A advogada e coach Daniela Arteze atende clientes que procuram exatamente melhorar o traquejo em suas relações interpessoais. “Quando você vai dançar com alguém, tem que estar no mesmo ritmo para que a dança saia legal. Com as relações, é a mesma coisa”, aponta. Entre os conhecimentos que ela tenta passar para os clientes, estão a habilidade de escutar, permanecer focado durante uma interação e saber ler corretamente os sinais dados pelo interlocutor. “Muita gente me conta que é vista como antipática, mas na verdade só é tímida ou tem medo de rejeição”, afirma Daniela.

No total, são 14 sessões com duração de uma hora — duas delas de cortesia. Os primeiros encontros investem no autoconhecimento, ou seja, na relação com você mesmo. A partir disso, são definidos metas que devem ser alcançadas ao final do processo. De uma semana para a outra, ficam ainda tarefas para completar — chamar um colega para almoçar, ligar para um amigo que não vê há um tempo ou convidar alguém para sua casa.

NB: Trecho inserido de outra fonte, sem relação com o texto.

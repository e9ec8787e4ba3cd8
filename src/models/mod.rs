//! Data models for designs, bills of materials and drawings.
//!
//! This module contains the plain data structures passed between the rule
//! store, the generators and the renderer. Models carry no I/O.

pub mod bom;
pub mod design;
pub mod drawing;

// Re-export all model types
pub use bom::{BomItem, BomResult, BomSummary, BomUnit, PartCategory};
pub use design::{
    CabinetSpecs, CabinetTiers, CabinetUnit, DesignCategory, EquipmentDescriptor, EquipmentKind,
    EquipmentSet, LayoutDirection, LayoutInfo, MaterialChoices, ModuleType, StructuredDesignData,
    UtilityPosition, UtilityPositions, WallInfo,
};
pub use drawing::{
    CabinetOutline, ClearanceZone, CommonViews, DimensionLine, DrawingData, DrawingMetadata,
    EquipmentZone, FrontKind, FrontPanel, FrontView, HardwareKind, HardwareMark,
    InstallationLayout, Line, ManufacturingLayout, PanelDetail, PlanFootprint, PlanView, Point,
    Rect, SectionPart, SectionPartKind, SideView, Tier, TileGrid, UtilityKind, UtilityMarker,
};
//! Door and drawer front subdivision.
//!
//! A cabinet's opening is split into fronts the same way for the BOM and the
//! front view, so panel sizes and drawn rectangles always match.

use crate::models::{CabinetUnit, FrontKind};
use crate::services::dimensions::non_negative;

/// Side of a door that carries the hinges.
#[derive(Debug, Clone, Copy, PartialEq, Eq)]
pub enum HingeSide {
    /// Hinged on the left edge
    Left,
    /// Hinged on the right edge
    Right,
}

/// One front, positioned relative to the cabinet's bottom-left corner.
#[derive(Debug, Clone, Copy, PartialEq)]
pub struct FrontSlot {
    /// Door or drawer
    pub kind: FrontKind,
    /// Offset from the cabinet's left edge
    pub x_offset: f64,
    /// Offset from the cabinet's bottom edge
    pub y_offset: f64,
    /// Front width
    pub width: f64,
    /// Front height
    pub height: f64,
    /// Hinged edge (doors only)
    pub hinge_side: Option<HingeSide>,
}

/// Splits a cabinet opening into door or drawer fronts.
///
/// Drawers stack vertically: `drawer_height = round(body_height / n)`, each
/// front `width - gap` by `drawer_height - gap`. Doors sit side by side:
/// `door_width = round((width - gap) / n)`, each `body_height - gap` tall.
/// Returns nothing when `door_count` is zero.
#[must_use]
pub fn front_slots(unit: &CabinetUnit, body_height: f64, door_gap: f64) -> Vec<FrontSlot> {
    let count = unit.door_count;
    if count == 0 {
        return Vec::new();
    }
    let n = f64::from(count);
    let half_gap = door_gap / 2.0;

    if unit.is_drawer {
        let drawer_height = (body_height / n).round();
        (0..count)
            .map(|i| FrontSlot {
                kind: FrontKind::Drawer,
                x_offset: half_gap,
                y_offset: half_gap + f64::from(i) * drawer_height,
                width: non_negative(unit.width_mm - door_gap),
                height: non_negative(drawer_height - door_gap),
                hinge_side: None,
            })
            .collect()
    } else {
        let door_width = non_negative(((unit.width_mm - door_gap) / n).round());
        (0..count)
            .map(|i| FrontSlot {
                kind: FrontKind::Door,
                x_offset: half_gap + f64::from(i) * door_width,
                y_offset: half_gap,
                width: door_width,
                height: non_negative(body_height - door_gap),
                hinge_side: Some(hinge_side(i, count)),
            })
            .collect()
    }
}

/// Left half of a door bank hinges left, right half hinges right.
fn hinge_side(index: u32, count: u32) -> HingeSide {
    if count == 1 || index < count / 2 {
        HingeSide::Left
    } else {
        HingeSide::Right
    }
}

#[cfg(test)]
mod tests {
    use super::*;

    #[test]
    fn test_two_door_split() {
        let unit = CabinetUnit::new(0.0, 800.0, 2);
        let slots = front_slots(&unit, 720.0, 4.0);
        assert_eq!(slots.len(), 2);
        assert!((slots[0].width - 398.0).abs() < f64::EPSILON);
        assert!((slots[0].x_offset - 2.0).abs() < f64::EPSILON);
        assert!((slots[1].x_offset - 400.0).abs() < f64::EPSILON);
        assert!((slots[0].height - 716.0).abs() < f64::EPSILON);
        assert_eq!(slots[0].hinge_side, Some(HingeSide::Left));
        assert_eq!(slots[1].hinge_side, Some(HingeSide::Right));
    }

    #[test]
    fn test_three_drawer_split() {
        let unit = CabinetUnit::drawer(0.0, 600.0, 3);
        let slots = front_slots(&unit, 720.0, 4.0);
        assert_eq!(slots.len(), 3);
        for slot in &slots {
            assert_eq!(slot.kind, FrontKind::Drawer);
            assert!((slot.height - 236.0).abs() < f64::EPSILON);
            assert!((slot.width - 596.0).abs() < f64::EPSILON);
        }
        assert!((slots[0].y_offset - 2.0).abs() < f64::EPSILON);
        assert!((slots[1].y_offset - 242.0).abs() < f64::EPSILON);
        assert!((slots[2].y_offset - 482.0).abs() < f64::EPSILON);
    }

    #[test]
    fn test_zero_doors() {
        let unit = CabinetUnit::new(0.0, 700.0, 0);
        assert!(front_slots(&unit, 720.0, 4.0).is_empty());
    }

    #[test]
    fn test_single_door_hinges_left() {
        let unit = CabinetUnit::new(0.0, 450.0, 1);
        let slots = front_slots(&unit, 720.0, 4.0);
        assert_eq!(slots[0].hinge_side, Some(HingeSide::Left));
        assert!((slots[0].width - 446.0).abs() < f64::EPSILON);
    }

    #[test]
    fn test_tiny_cabinet_never_negative() {
        let unit = CabinetUnit::drawer(0.0, 2.0, 4);
        let slots = front_slots(&unit, 8.0, 4.0);
        assert!(slots.iter().all(|s| s.width >= 0.0 && s.height >= 0.0));
    }
}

Margareth Signorelli é especialista em relacionamentos e sexualidade e também oferece atendimento para ajudar quem quer melhorar suas relações de amizades. “A pessoa percebe que não tem mais amigos, acha que estão com ela só por interesse ou simplesmente a energia não bate…” Também segundo ela, o caminho começa sempre pelo autoconhecimento, que indica as principais razões para o que está acontecendo. “Quando você analisa, percebe que talvez vocês tenham valores diferentes. Ou então, se você é uma pessoa que guarda muito ressentimento, tem que trabalhar melhor esse lado.”

“Atendi um casal que tinha como objetivo fazer amizade com outros casais. Hoje, eles criaram vínculos com pessoas do condomínio onde moram, da igreja que frequentam, pessoas com quem descobriram afinidades”, relata a coach Daniela. “Mesmo que você convide alguém e o interesse não seja recíproco, não tem problema. É assim que vai escolhendo quem você quer ter perto de você.”